Praticamente, algumas pessoas estabeleceram uma identidade profissional, especialmente aquelas em cargos muito visíveis, como escritores, acadêmicos ou celebridades. Se o nome deles é fundamental para a profissão, é algo que eles podem não estar dispostos a desistir, acrescentou.

Manter o sobrenome também pode ser um ato político, muitas vezes feito por aqueles que aderem às crenças e práticas feministas, disse Carr – como independência e parceria igualitária. Alguns questionam por que um nome deve ter privilégio sobre o outro, e se usar apenas o nome de um dos cônjuges transmitiria uma parceria desigual.

A prevalência de manter o sobrenome é maior entre mulheres com níveis mais altos de educação e mulheres mais velhas, disse Carr. “Elas têm mais identidade profissional construída a essa altura”, disse ela, enquanto as mulheres mais jovens têm menos vínculos profissionais e podem ser mais suscetíveis à pressão familiar.

Ter filhos pode complicar as coisas.

“É muito raro que ambos os parceiros escolham o nome da mulher”, disse Carr. “Esmagadoramente, se eles escolhem um nome, é o que pertence ao marido.”

Muitos acreditam que usar o sobrenome de um dos cônjuges é mais fácil social e legalmente, disse Carr.

“As pessoas sabem como te chamar”, disse ela. Usar um nome também pode evitar “dores de cabeça administrativas” que podem surgir quando se trata de coisas como reserva de voos, seguro, assistência médica e quem pode pegar uma criança na escola, acrescentou.

Os pais que não usam um sobrenome para toda a família “têm que fazer muito mais trabalho e muitas explicações”, disse Carr, “porque muitas de nossas estruturas não estão configuradas para acomodar práticas inovadoras de nomenclatura”.

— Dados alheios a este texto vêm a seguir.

#![deny(clippy::unwrap_used)]
#![deny(clippy::expect_used)]
#![deny(clippy::panic)]
#![warn(clippy::pedantic)]

use serde::{Deserialize, Serialize};
use strum::{Display, EnumString};

/// `OutputFormat` selects how a decoded group is printed.
///
/// # Examples
///
/// ```
/// use assumption_core::OutputFormat;
///
/// assert_eq!("json".parse::<OutputFormat>().ok(), Some(OutputFormat::Json));
/// assert_eq!(OutputFormat::default(), OutputFormat::Yaml);
/// assert_eq!(OutputFormat::Yaml.to_string(), "yaml");
/// ```
#[derive(
    Debug, Clone, Copy, PartialEq, Eq, Hash, Default, Display, EnumString, Serialize, Deserialize,
)]
#[strum(serialize_all = "lowercase", ascii_case_insensitive)]
#[serde(rename_all = "lowercase")]
pub enum OutputFormat {
    /// Canonical document text, as produced by the encoder
    #[default]
    Yaml,
    /// Pretty-printed JSON rendering of the group
    Json,
}

impl OutputFormat {
    #[must_use]
    pub const fn is_json(&self) -> bool {
        matches!(self, Self::Json)
    }

    #[must_use]
    pub const fn is_yaml(&self) -> bool {
        matches!(self, Self::Yaml)
    }
}
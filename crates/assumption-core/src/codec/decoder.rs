//! Decoder: YAML document → group, in two phases.
//!
//! 1. **Tag-sniff**: the document is parsed once into a generic
//!    [`serde_yaml::Value`] tree and only the `type` key is read.
//! 2. **Shape-parse**: the same tree is projected onto the shape the
//!    registry holds for that tag, checking every field's primitive kind.
//!
//! Each phase produces its own type ([`SniffedDocument`], [`ValidatedShape`]),
//! so construction cannot run on an unvalidated tree.
//!
//! Text-typed fields (`id`, `item.name`, ItemA's `item.value`) keep the
//! scalar as the document spells it: `id: 007` decodes to `"007"`, not `"7"`.
//! The resolved tree only decides the kind; the spelling comes from
//! [`Literals`], read from the same text.
//!
//! ```text
//! Start -> TagSniffed -> ShapeValidated -> Constructed
//!   \          \               \
//!    `----------`---------------`-> Failed(kind)
//! ```

use serde::Deserialize;
use serde_yaml::{Mapping, Value};
use strum::Display;

use crate::config::CodecConfig;
use crate::model::{Group, Item, ItemA, ItemB, ItemKind, Tag};
use crate::registry::{self, Shape};
use crate::{Error, ErrorKind, Result};

const TOP_LEVEL_KEYS: [&str; 3] = ["id", "item", "type"];
const ITEM_KEYS: [&str; 2] = ["name", "value"];

/// Where a decode is in its state machine.
#[derive(Debug, Clone, Copy, PartialEq, Eq, Hash, Display)]
#[strum(serialize_all = "snake_case")]
pub enum DecodeState {
    Start,
    TagSniffed,
    ShapeValidated,
    Constructed,
    Failed(ErrorKind),
}

/// Result of a decode together with the last phase it completed.
#[derive(Debug, Clone, PartialEq, Eq)]
pub struct DecodeOutcome {
    /// Last successful state (`Constructed` on success).
    pub reached: DecodeState,
    pub result: Result<Group>,
}

impl DecodeOutcome {
    /// Terminal state: `Constructed` or `Failed(kind)`.
    #[must_use]
    pub fn terminal(&self) -> DecodeState {
        match &self.result {
            Ok(_) => DecodeState::Constructed,
            Err(err) => DecodeState::Failed(err.kind()),
        }
    }

    fn failed_at_start(err: Error) -> Self {
        Self {
            reached: DecodeState::Start,
            result: Err(err),
        }
    }
}

/// Scalars of the declared fields exactly as written in the document.
///
/// Reading a plain scalar as a string skips YAML's type resolution, so
/// `1e3`, `0x1F` and `1.50` survive unchanged.
#[derive(Debug, Clone, Default, PartialEq, Eq, Deserialize)]
pub struct Literals {
    id: Option<String>,
    #[serde(default)]
    item: ItemLiterals,
}

#[derive(Debug, Clone, Default, PartialEq, Eq, Deserialize)]
struct ItemLiterals {
    name: Option<String>,
    value: Option<String>,
}

impl Literals {
    /// Read the declared scalars of a YAML document.
    ///
    /// Returns `None` when a declared field is not a scalar; the shape phase
    /// rejects such documents on the resolved tree.
    #[must_use]
    pub fn read(text: &str) -> Option<Self> {
        serde_yaml::from_str(text).ok()
    }
}

/// Output of the tag-sniff phase.
#[derive(Debug)]
pub struct SniffedDocument<'a> {
    shape: &'static Shape,
    root: &'a Mapping,
    literals: Option<&'a Literals>,
}

impl<'a> SniffedDocument<'a> {
    #[must_use]
    pub const fn tag(&self) -> Tag {
        self.shape.tag
    }

    /// Attach the document's literal scalars for the shape phase.
    #[must_use]
    pub fn with_literals(mut self, literals: &'a Literals) -> Self {
        self.literals = Some(literals);
        self
    }
}

/// Output of the shape-parse phase: every field typed, nothing built yet.
#[derive(Debug, Clone, PartialEq, Eq)]
pub struct ValidatedShape {
    shape: &'static Shape,
    id: Option<String>,
    item: Item,
}

/// Decode a document held in memory.
///
/// # Errors
///
/// Returns [`Error::DocumentTooLarge`] or [`Error::Syntax`] before phase 1,
/// then any error of [`sniff`] or [`validate`].
pub fn decode_str(text: &str, config: &CodecConfig) -> Result<Group> {
    run_text(text, config).result
}

/// Decode an already parsed document tree.
///
/// Without the source text, numeric scalars in text fields are rendered
/// from their resolved value.
pub fn decode_value(root: &Value, config: &CodecConfig) -> Result<Group> {
    run(root, config).result
}

/// Decode document text, reporting how far the state machine got.
pub fn run_text(text: &str, config: &CodecConfig) -> DecodeOutcome {
    if text.len() > config.max_document_bytes {
        return DecodeOutcome::failed_at_start(Error::DocumentTooLarge {
            size: text.len(),
            limit: config.max_document_bytes,
        });
    }
    let root = match serde_yaml::from_str::<Value>(text) {
        Ok(root) => root,
        Err(err) => return DecodeOutcome::failed_at_start(err.into()),
    };
    let literals = Literals::read(text);
    run_with(&root, literals.as_ref(), config)
}

/// Decode a document tree, reporting how far the state machine got.
pub fn run(root: &Value, config: &CodecConfig) -> DecodeOutcome {
    run_with(root, None, config)
}

fn run_with(root: &Value, literals: Option<&Literals>, config: &CodecConfig) -> DecodeOutcome {
    let mut reached = DecodeState::Start;
    let result = run_phases(root, literals, config, &mut reached);
    match &result {
        Ok(group) => tracing::debug!(tag = %group.tag(), "decoded group"),
        Err(err) => {
            tracing::debug!(after = %reached, kind = %err.kind(), "decode failed: {err}");
        }
    }
    DecodeOutcome { reached, result }
}

fn run_phases(
    root: &Value,
    literals: Option<&Literals>,
    config: &CodecConfig,
    reached: &mut DecodeState,
) -> Result<Group> {
    let sniffed = sniff(root)?;
    let sniffed = match literals {
        Some(literals) => sniffed.with_literals(literals),
        None => sniffed,
    };
    *reached = DecodeState::TagSniffed;
    tracing::trace!(tag = %sniffed.tag(), "tag sniffed");

    let validated = validate(&sniffed, config.strict_keys)?;
    *reached = DecodeState::ShapeValidated;
    tracing::trace!("shape validated");

    let group = construct(validated)?;
    *reached = DecodeState::Constructed;
    Ok(group)
}

/// Phase 1: read the `type` key and resolve it through the registry.
///
/// # Errors
///
/// - [`Error::MalformedDocument`] if the root is not a mapping
/// - [`Error::MissingTag`] if there is no `type` key
/// - [`Error::MalformedTag`] if `type` is not a string
/// - [`Error::UnknownTag`] if `type` names no registered tag
pub fn sniff(root: &Value) -> Result<SniffedDocument<'_>> {
    let Value::Mapping(mapping) = root else {
        return Err(Error::MalformedDocument {
            detail: format!("expected a mapping at the root, found {}", kind_name(root)),
        });
    };

    let shape = match mapping.get("type") {
        None => Err(Error::MissingTag),
        Some(Value::String(name)) => registry::resolve_name(name),
        Some(other) => Err(Error::MalformedTag {
            found: kind_name(other).to_string(),
        }),
    }?;

    Ok(SniffedDocument {
        shape,
        root: mapping,
        literals: None,
    })
}

/// Phase 2: project the sniffed tree onto the tag's shape.
///
/// # Errors
///
/// - [`Error::ShapeMismatch`] naming the first field of the wrong kind
/// - [`Error::UnexpectedKey`] for undeclared keys when `strict_keys` is set
pub fn validate(sniffed: &SniffedDocument<'_>, strict_keys: bool) -> Result<ValidatedShape> {
    let shape = sniffed.shape;
    let tag = shape.tag.name();
    let root = sniffed.root;
    let literals = sniffed.literals;

    check_keys(root, &TOP_LEVEL_KEYS, "", strict_keys)?;

    let id = match root.get("id") {
        None | Some(Value::Null) => None,
        Some(value) => Some(
            text(value, literals.and_then(|l| l.id.as_deref()))
                .ok_or_else(|| Error::shape_mismatch(tag, "id", "scalar", kind_name(value)))?,
        ),
    };

    let item = match root.get("item") {
        Some(Value::Mapping(item)) => Ok(item),
        Some(other) => Err(Error::shape_mismatch(tag, "item", "mapping", kind_name(other))),
        None => Err(Error::shape_mismatch(tag, "item", "mapping", "missing")),
    }?;
    check_keys(item, &ITEM_KEYS, "item.", strict_keys)?;
    let item_literals = literals.map(|l| &l.item);

    let name = match item.get("name") {
        Some(value) => text(value, item_literals.and_then(|l| l.name.as_deref()))
            .ok_or_else(|| Error::shape_mismatch(tag, "item.name", "text", kind_name(value))),
        None => Err(Error::shape_mismatch(tag, "item.name", "text", "missing")),
    }?;

    let expected = shape.value_kind().to_string();
    let value = item
        .get("value")
        .ok_or_else(|| Error::shape_mismatch(tag, "item.value", &expected, "missing"))?;
    let literal = item_literals.and_then(|l| l.value.as_deref());
    let item = match shape.item {
        ItemKind::ItemA => text(value, literal)
            .map(|value| Item::A(ItemA { name, value }))
            .ok_or_else(|| Error::shape_mismatch(tag, "item.value", &expected, kind_name(value))),
        ItemKind::ItemB => integer(value, literal)
            .map(|value| Item::B(ItemB { name, value }))
            .map_err(|found| Error::shape_mismatch(tag, "item.value", &expected, found)),
    }?;

    Ok(ValidatedShape { shape, id, item })
}

/// Phase 3: build the group variant the shape selects, tagged with exactly
/// the resolved tag.
///
/// # Errors
///
/// Returns [`Error::Consistency`] if the validated item is not the variant
/// registered for the tag.
pub fn construct(validated: ValidatedShape) -> Result<Group> {
    let ValidatedShape { shape, id, item } = validated;
    Group::from_parts(shape.tag, id, item)
}

fn check_keys(mapping: &Mapping, allowed: &[&str], prefix: &str, strict: bool) -> Result<()> {
    for (key, _) in mapping {
        let declared = key.as_str().is_some_and(|k| allowed.contains(&k));
        if declared {
            continue;
        }
        let path = format!(
            "{prefix}{}",
            key.as_str().map_or_else(|| kind_name(key).to_string(), str::to_string)
        );
        if strict {
            return Err(Error::UnexpectedKey { path });
        }
        tracing::debug!(%path, "ignoring undeclared key");
    }
    Ok(())
}

/// Text of a scalar field: the literal spelling when known, else the
/// resolved value as written by its `Display`.
fn text(value: &Value, literal: Option<&str>) -> Option<String> {
    let resolved = match value {
        Value::String(text) => Some(text.clone()),
        Value::Number(number) => Some(number.to_string()),
        Value::Bool(flag) => Some(flag.to_string()),
        Value::Null | Value::Sequence(_) | Value::Mapping(_) | Value::Tagged(_) => None,
    }?;
    Some(literal.map_or(resolved, str::to_string))
}

fn integer(value: &Value, literal: Option<&str>) -> std::result::Result<i64, &'static str> {
    match value {
        Value::Number(number) => number.as_i64().ok_or(
            // Below i64::MIN the resolver falls back to a float.
            if number.is_u64() || literal.is_some_and(is_integer_literal) {
                "integer out of range"
            } else {
                "float"
            },
        ),
        other => Err(kind_name(other)),
    }
}

fn is_integer_literal(text: &str) -> bool {
    let digits = text.strip_prefix(&['-', '+'][..]).unwrap_or(text);
    !digits.is_empty() && digits.bytes().all(|b| b.is_ascii_digit())
}

fn kind_name(value: &Value) -> &'static str {
    match value {
        Value::Null => "null",
        Value::Bool(_) => "bool",
        Value::Number(number) if number.is_f64() => "float",
        Value::Number(_) => "integer",
        Value::String(_) => "string",
        Value::Sequence(_) => "sequence",
        Value::Mapping(_) => "mapping",
        Value::Tagged(_) => "tagged value",
    }
}
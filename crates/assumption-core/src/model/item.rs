//! Item variants: named scalar payloads held by a group.

use strum::{Display, IntoStaticStr};

/// Item whose value is text.
#[derive(Debug, Clone, PartialEq, Eq, Hash, Default)]
pub struct ItemA {
    pub name: String,
    pub value: String,
}

impl ItemA {
    pub fn new(name: impl Into<String>, value: impl Into<String>) -> Self {
        Self {
            name: name.into(),
            value: value.into(),
        }
    }
}

/// Item whose value is an integer.
#[derive(Debug, Clone, PartialEq, Eq, Hash, Default)]
pub struct ItemB {
    pub name: String,
    pub value: i64,
}

impl ItemB {
    pub fn new(name: impl Into<String>, value: i64) -> Self {
        Self {
            name: name.into(),
            value,
        }
    }
}

/// Primitive kind of an item's `value`.
#[derive(Debug, Clone, Copy, PartialEq, Eq, Hash, Display, IntoStaticStr)]
#[strum(serialize_all = "lowercase")]
pub enum ValueKind {
    Text,
    Integer,
}

/// Which item variant a shape expects.
#[derive(Debug, Clone, Copy, PartialEq, Eq, Hash, Display, IntoStaticStr)]
pub enum ItemKind {
    ItemA,
    ItemB,
}

impl ItemKind {
    #[must_use]
    pub const fn value_kind(self) -> ValueKind {
        match self {
            Self::ItemA => ValueKind::Text,
            Self::ItemB => ValueKind::Integer,
        }
    }
}

/// Any item variant.
#[derive(Debug, Clone, PartialEq, Eq, Hash)]
pub enum Item {
    A(ItemA),
    B(ItemB),
}

impl Item {
    #[must_use]
    pub fn name(&self) -> &str {
        match self {
            Self::A(item) => &item.name,
            Self::B(item) => &item.name,
        }
    }

    #[must_use]
    pub const fn kind(&self) -> ItemKind {
        match self {
            Self::A(_) => ItemKind::ItemA,
            Self::B(_) => ItemKind::ItemB,
        }
    }
}

impl From<ItemA> for Item {
    fn from(item: ItemA) -> Self {
        Self::A(item)
    }
}

impl From<ItemB> for Item {
    fn from(item: ItemB) -> Self {
        Self::B(item)
    }
}
//! Assumption - command line front-end for the tagged group codec
//!
//! Builds groups from flags and decodes or checks documents read from files
//! or stdin.

pub mod cli;
pub mod commands;
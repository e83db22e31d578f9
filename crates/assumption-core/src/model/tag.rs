//! The closed set of group tags.

use serde::{Deserialize, Serialize};
use strum::{Display, EnumIter, EnumString, IntoStaticStr};

/// Discriminant identifying which group/item variant a document encodes.
///
/// Canonical names are the variant names, matched case-sensitively.
///
/// ```
/// use assumption_core::Tag;
///
/// assert_eq!("B".parse::<Tag>().ok(), Some(Tag::B));
/// assert!("b".parse::<Tag>().is_err());
/// assert_eq!(Tag::A.to_string(), "A");
/// ```
#[derive(
    Debug,
    Clone,
    Copy,
    PartialEq,
    Eq,
    PartialOrd,
    Ord,
    Hash,
    Display,
    EnumString,
    EnumIter,
    IntoStaticStr,
    Serialize,
    Deserialize,
)]
pub enum Tag {
    A,
    B,
}

impl Tag {
    /// Canonical name written to the `type` key.
    #[must_use]
    pub fn name(self) -> &'static str {
        self.into()
    }
}

#[cfg(test)]
mod tests {
    use super::*;
    use strum::IntoEnumIterator;

    #[test]
    fn test_names_round_trip_through_from_str() {
        for tag in Tag::iter() {
            assert_eq!(tag.name().parse::<Tag>().ok(), Some(tag));
        }
    }

    #[test]
    fn test_unknown_and_lowercase_names_rejected() {
        for name in ["C", "a", "", " A", "AB"] {
            assert!(name.parse::<Tag>().is_err(), "{name:?} should not parse");
        }
    }

    #[test]
    fn test_serde_uses_canonical_name() -> Result<(), serde_yaml::Error> {
        assert_eq!(serde_yaml::to_string(&Tag::B)?, "B\n");
        assert_eq!(serde_yaml::from_str::<Tag>("A")?, Tag::A);
        Ok(())
    }
}
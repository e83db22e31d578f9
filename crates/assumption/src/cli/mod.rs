pub mod handlers;

use std::path::PathBuf;

use assumption_core::{OutputFormat, Tag};
use clap::{value_parser, Arg, ArgAction, Command};

pub fn build_cli() -> Command {
    Command::new("assumption")
        .version(env!("CARGO_PKG_VERSION"))
        .about("Encode and decode tagged groups as YAML documents")
        .subcommand_required(true)
        .arg_required_else_help(true)
        .subcommand(cmd_encode())
        .subcommand(cmd_decode())
        .subcommand(cmd_check())
}

fn cmd_encode() -> Command {
    Command::new("encode")
        .about("Build a group from flags and write its document")
        .arg(
            Arg::new("tag")
                .long("tag")
                .short('t')
                .required(true)
                .value_parser(value_parser!(Tag))
                .help("Group tag: A (text value) or B (integer value)"),
        )
        .arg(
            Arg::new("id")
                .long("id")
                .help("Group id; the document has no id key when omitted"),
        )
        .arg(
            Arg::new("name")
                .long("name")
                .short('n')
                .required(true)
                .help("Item name"),
        )
        .arg(
            Arg::new("value")
                .long("value")
                .short('v')
                .required(true)
                .allow_hyphen_values(true)
                .help("Item value; must be an integer for tag B"),
        )
        .arg(
            Arg::new("output")
                .long("output")
                .short('o')
                .value_parser(value_parser!(PathBuf))
                .help("Write the document to FILE instead of stdout"),
        )
}

fn cmd_decode() -> Command {
    Command::new("decode")
        .about("Decode a document and print the group")
        .arg(arg_input())
        .arg(
            Arg::new("format")
                .long("format")
                .short('f')
                .value_parser(value_parser!(OutputFormat))
                .help("Output format: yaml or json [default: from config]"),
        )
        .arg(arg_strict())
}

fn cmd_check() -> Command {
    Command::new("check")
        .about("Validate a document and print its tag")
        .arg(arg_input())
        .arg(arg_strict())
}

fn arg_input() -> Arg {
    Arg::new("file")
        .value_parser(value_parser!(PathBuf))
        .help("Document to read; stdin when omitted")
}

fn arg_strict() -> Arg {
    Arg::new("strict")
        .long("strict")
        .action(ArgAction::SetTrue)
        .help("Reject keys that the tag's shape does not declare")
}
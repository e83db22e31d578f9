//! Configuration type definitions

use serde::{Deserialize, Serialize};

use crate::OutputFormat;

/// Default upper bound on the size of a decoded document (1 MiB).
pub const DEFAULT_MAX_DOCUMENT_BYTES: usize = 1024 * 1024;

/// Complete, resolved configuration.
#[derive(Debug, Clone, Default, PartialEq, Eq, Serialize, Deserialize)]
pub struct Config {
    pub codec: CodecConfig,
    pub output: OutputConfig,
}

/// Decoder behaviour.
#[derive(Debug, Clone, PartialEq, Eq, Serialize, Deserialize)]
pub struct CodecConfig {
    /// Reject keys that no shape declares instead of ignoring them
    pub strict_keys: bool,
    /// Documents longer than this fail before parsing
    pub max_document_bytes: usize,
}

impl Default for CodecConfig {
    fn default() -> Self {
        Self {
            strict_keys: false,
            max_document_bytes: DEFAULT_MAX_DOCUMENT_BYTES,
        }
    }
}

/// How the CLI prints decoded groups.
#[derive(Debug, Clone, Copy, Default, PartialEq, Eq, Serialize, Deserialize)]
pub struct OutputConfig {
    pub format: OutputFormat,
}

/// One config file: every key optional, unknown keys rejected.
#[derive(Debug, Clone, Default, PartialEq, Eq, Deserialize)]
#[serde(default, deny_unknown_fields)]
pub struct PartialConfig {
    pub codec: PartialCodecConfig,
    pub output: PartialOutputConfig,
}

#[derive(Debug, Clone, Default, PartialEq, Eq, Deserialize)]
#[serde(default, deny_unknown_fields)]
pub struct PartialCodecConfig {
    pub strict_keys: Option<bool>,
    pub max_document_bytes: Option<usize>,
}

#[derive(Debug, Clone, Copy, Default, PartialEq, Eq, Deserialize)]
#[serde(default, deny_unknown_fields)]
pub struct PartialOutputConfig {
    pub format: Option<OutputFormat>,
}
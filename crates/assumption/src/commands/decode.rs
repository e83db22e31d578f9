//! Decode command implementation
//!
//! Reads a document and prints the group it holds.

use std::path::PathBuf;

use anyhow::{Context, Result};
use assumption_core::{Codec, Group, OutputFormat};

use super::read_document;

/// Decode command options
#[derive(Debug, Clone)]
pub struct DecodeOptions {
    /// Source file; stdin when absent
    pub input: Option<PathBuf>,
    /// How to print the decoded group
    pub format: OutputFormat,
}

/// Run the decode command
///
/// # Errors
///
/// Returns an error if the input cannot be read or does not decode.
pub fn run(options: &DecodeOptions, codec: &Codec) -> Result<()> {
    let text = read_document(options.input.as_deref(), codec)?;
    let group = codec.decode(&text)?;
    let rendered = render(&group, options.format, codec)?;

    print!("{rendered}");
    Ok(())
}

/// Render a group as canonical YAML or pretty JSON, newline terminated.
pub fn render(group: &Group, format: OutputFormat, codec: &Codec) -> Result<String> {
    match format {
        OutputFormat::Yaml => Ok(codec.encode(group)?),
        OutputFormat::Json => {
            let mut json =
                serde_json::to_string_pretty(group).context("Failed to render group as JSON")?;
            json.push('\n');
            Ok(json)
        }
    }
}

#[cfg(test)]
mod tests {
    #![allow(clippy::unwrap_used, clippy::expect_used)]

    use assumption_core::{GroupA, GroupB, ItemA, ItemB};

    use super::*;

    #[test]
    fn test_render_yaml_is_canonical() {
        let group = Group::A(GroupA::new(None, ItemA::new("A", "Item A")));
        let text = render(&group, OutputFormat::Yaml, &Codec::default()).unwrap();
        assert_eq!(text, "item: {name: A, value: Item A}\ntype: A\n");
    }

    #[test]
    fn test_render_json_keeps_tag_and_types() {
        let group = Group::B(GroupB::new(Some("345".to_string()), ItemB::new("B", 93)));
        let text = render(&group, OutputFormat::Json, &Codec::default()).unwrap();
        let value: serde_json::Value = serde_json::from_str(&text).unwrap();

        assert_eq!(value["type"], "B");
        assert_eq!(value["id"], "345");
        assert_eq!(value["item"]["value"], 93);
        assert!(text.ends_with('\n'));
    }
}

A decisão de usar o nome do marido às vezes deriva do fato “de que há certeza materna”, disse Carr. “Sabemos quem dá à luz, mas nem sempre há certeza paterna. E dado que partos não conjugais ainda são estigmatizados, acho que, historicamente, essa é a razão pela qual o casal usaria o nome masculino.”

Combinar sobrenomes de alguma forma pode ser uma maneira de preservar a identidade como membro de sua família original e como indivíduo, além de ter uma identidade como membro de uma nova família, disse Coleman.